Wednesday, June 26, 2013

The Invisible Man

The old 1930s adaptation came on television a few weeks ago, which prompted me to re-read the novel as well. I'm actually not sure to what extent the book and movie should be considered classics. Are these true Science Fiction stepping stones or only mass-market ScieFie successes, fondly remembered only by those to whom they were an early exposure to such ideas?

Well, the movie, at least, safely falls into the second category. It was Hollywoodized. I myself saw it when i was very young, sort of a treat my parents allowed me, a child-safe "horror" movie (and their concern was not entirely unfounded, i never confessed it to them but i had nightmares about bleeding eyeballs for weeks after somehow getting them to let me watch Horror Express) and seeing it now as an adult, it is laughable. Most of the movie is just a big-budget Hollywood money-sink of special effects which look ridiculously gratuitous in retrospect. We're meant to spend our time in slack-jawed awe at seeing a cigarette case float in mid-air and then the cigarette lights itself!!! OMGWTFBBQ
And then there's this bike riding itself down the street oh wonder of wonders when will it end!?!
There's very little of the tone of the novel left in the film.

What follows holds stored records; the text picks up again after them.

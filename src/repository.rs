use crate::error::MovieError;
use crate::models::{Movie, MoviesResponse};
use crate::tmdb::MovieApi;
use async_trait::async_trait;
use std::sync::Arc;
use tracing::debug;

#[async_trait]
pub trait MovieRepository: Send + Sync {
    async fn popular_movies(&self, page: i32) -> Result<MoviesResponse, MovieError>;
    async fn search_movies(&self, query: &str, page: i32) -> Result<MoviesResponse, MovieError>;
    async fn movie_details(&self, id: i32) -> Result<Movie, MovieError>;
}

/// Boundary between the API client's `anyhow` chains and the typed errors
/// the rest of the crate works with.
#[derive(Clone)]
pub struct TmdbMovieRepository {
    api: Arc<dyn MovieApi>,
}

impl TmdbMovieRepository {
    pub fn new(api: Arc<dyn MovieApi>) -> Self {
        Self { api }
    }
}

fn settle<T>(result: anyhow::Result<T>) -> Result<T, MovieError> {
    result.map_err(|e| {
        debug!("upstream call failed: {:#}", e);
        MovieError::from_anyhow(e)
    })
}

#[async_trait]
impl MovieRepository for TmdbMovieRepository {
    async fn popular_movies(&self, page: i32) -> Result<MoviesResponse, MovieError> {
        settle(self.api.popular_movies(page).await)
    }

    async fn search_movies(&self, query: &str, page: i32) -> Result<MoviesResponse, MovieError> {
        settle(self.api.search_movies(query, page).await)
    }

    async fn movie_details(&self, id: i32) -> Result<Movie, MovieError> {
        settle(self.api.movie_details(id).await)
    }
}
use anyhow::{anyhow, Context, Result};
use std::env;
use std::fmt;
use std::time::Duration;

pub const DEFAULT_BASE_URL: &str = "https://api.themoviedb.org/3";
const DEFAULT_TIMEOUT_SECS: u64 = 30;

#[derive(Clone)]
pub struct Config {
    pub api_key: String,
    pub base_url: String,
    pub timeout: Duration,
}

impl Config {
    pub fn from_env() -> Result<Self> {
        Self::from_lookup(|key| env::var(key).ok())
    }

    /// Builds a config from an arbitrary variable source.
    pub fn from_lookup<F>(lookup: F) -> Result<Self>
    where
        F: Fn(&str) -> Option<String>,
    {
        let api_key = lookup("TMDB_API_KEY")
            .filter(|s| !s.trim().is_empty())
            .ok_or_else(|| anyhow!("Missing required environment variable: TMDB_API_KEY"))?;
        let base_url = lookup("TMDB_BASE_URL")
            .filter(|s| !s.trim().is_empty())
            .map(|s| s.trim().trim_end_matches('/').to_string())
            .unwrap_or_else(|| DEFAULT_BASE_URL.to_string());
        let timeout_secs = match lookup("TMDB_TIMEOUT_SECS") {
            Some(raw) => raw
                .trim()
                .parse::<u64>()
                .context("TMDB_TIMEOUT_SECS must be a whole number of seconds")?,
            None => DEFAULT_TIMEOUT_SECS,
        };
        Ok(Self {
            api_key,
            base_url,
            timeout: Duration::from_secs(timeout_secs),
        })
    }
}

impl fmt::Debug for Config {
    fn fmt(&self, f: &mut fmt::Formatter<'_>) -> fmt::Result {
        f.debug_struct("Config")
            .field("api_key", &"<redacted>")
            .field("base_url", &self.base_url)
            .field("timeout", &self.timeout)
            .finish()
    }
}
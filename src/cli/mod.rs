//! CLI module for Glimt.

pub mod commands;
mod output;
pub mod preflight;

pub use output::{format_duration, Output};

use clap::{Parser, Subcommand};
use std::path::PathBuf;

/// Glimt - key moments and synchronized screenshots
///
/// Picks the moments of a talk or screencast worth illustrating and captures
/// legible screenshots of them from the video.
#[derive(Parser, Debug)]
#[command(name = "glimt")]
#[command(version, about, long_about = None)]
pub struct Cli {
    /// Increase verbosity (-v for info, -vv for debug, -vvv for trace)
    #[arg(short, long, action = clap::ArgAction::Count, global = true)]
    pub verbose: u8,

    /// Path to configuration file
    #[arg(short, long, global = true)]
    pub config: Option<PathBuf>,

    #[command(subcommand)]
    pub command: Commands,
}

impl Cli {
    /// Log level from the `-v` count, falling back to the configured level.
    pub fn log_level<'a>(&self, configured: &'a str) -> &'a str {
        match self.verbose {
            0 => configured,
            1 => "info",
            2 => "debug",
            _ => "trace",
        }
    }

    /// Whether the command runs on a configuration that fails validation.
    pub fn tolerates_invalid_config(&self) -> bool {
        matches!(self.command, Commands::Doctor | Commands::Config { .. })
    }
}

#[derive(Subcommand, Debug)]
pub enum Commands {
    /// Select key moments from a transcript (no video needed)
    Moments {
        /// Transcript JSON file
        transcript: PathBuf,

        /// Duration to assume when the transcript has no segments (seconds)
        #[arg(short, long)]
        duration: Option<f64>,

        /// Use a fixed number of moments instead of scaling with duration
        #[arg(short = 'n', long)]
        count: Option<usize>,

        /// Skip LLM suggestions
        #[arg(long)]
        no_llm: bool,

        /// Skip visual-cue detection
        #[arg(long)]
        no_visual_cues: bool,

        /// Write {"key_moments": [...]} JSON to this file instead of printing a table
        #[arg(short, long)]
        output: Option<PathBuf>,
    },

    /// Select key moments and capture their screenshots
    Process {
        /// Transcript JSON file
        transcript: PathBuf,

        /// Video file
        video: PathBuf,

        /// Transcript id used in filenames (defaults to the id in the JSON)
        #[arg(long)]
        id: Option<String>,

        /// Screenshot root directory (one subdirectory per transcript)
        #[arg(long)]
        output_dir: Option<PathBuf>,

        /// Screenshot format (png, jpg)
        #[arg(long)]
        format: Option<String>,

        /// Skip LLM suggestions
        #[arg(long)]
        no_llm: bool,

        /// Capture only one screenshot per moment
        #[arg(long)]
        no_sequences: bool,

        /// Save raw frames without enhancement
        #[arg(long)]
        no_enhance: bool,

        /// Write {"key_moments": [...]} JSON to this file
        #[arg(short, long)]
        output: Option<PathBuf>,

        /// Attach the moments to the stored transcript in the data directory
        #[arg(long)]
        store: bool,
    },

    /// Extract a single frame
    Frame {
        /// Video file
        video: PathBuf,

        /// Timestamp (seconds, MM:SS or HH:MM:SS)
        timestamp: String,

        /// Output image file (.png or .jpg)
        #[arg(short, long)]
        output: PathBuf,

        /// Save the raw frame without enhancement
        #[arg(long)]
        no_enhance: bool,
    },

    /// List visual changes around a timestamp
    Changes {
        /// Video file
        video: PathBuf,

        /// Timestamp (seconds, MM:SS or HH:MM:SS)
        timestamp: String,

        /// Window analysed around the timestamp (seconds)
        #[arg(short, long)]
        window: Option<f64>,
    },

    /// Rebuild key moments from a directory of screenshots
    Recover {
        /// Transcript id
        id: String,

        /// Screenshot directory (defaults to <screenshots.output_dir>/<id>)
        #[arg(short, long)]
        dir: Option<PathBuf>,

        /// Attach the recovered moments to the stored transcript
        #[arg(long)]
        store: bool,
    },

    /// Check system requirements and configuration
    Doctor,

    /// Manage configuration
    Config {
        #[command(subcommand)]
        action: ConfigAction,
    },
}

#[derive(Subcommand, Debug)]
pub enum ConfigAction {
    /// Show current configuration
    Show,

    /// Open configuration file in editor
    Edit,

    /// Show configuration file path
    Path,
}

But then, the tone of the novel is somewhat unique in itself. It's rather less dramatic than Dr. Moreau, The Time Machine or War of the Worlds. I wholeheartedly classify it as science fiction, but i'm also aware that Wells probably didn't take it as seriously as his other ideas. It's mostly a constant deprecation of English country life, a nonstop barrage of quaint backwoods simpletons, none of which have anything relevant to say other than... well, staring in slack-jawed awe at floating objects and empty coat-sleeves. The first half of the book is chapter after chapter of "yes, there is this man in your town and he is invisible, what is so hard to get about that you inbred yokels?" It barely lets up after the real action starts.

I don't think this is a third-person narrative. I think much of it was Wells himself observing his own frustration with his readers' stupidity. I give you the concept of invisibility and you're worried about coat-sleeves, really? Wells is the invisible man, the undetected idea at the core of sensationalism. Yo, it's gettin' recursive up in here. Isn't it hilarious to think of Wells writing a novel with such a bitter intellectual as a protagonist, ridiculing the backwards masses in their stupidity... only to have the novel get dumbed down even further thirty years later?

Herb old man, i love ya, don't ever change.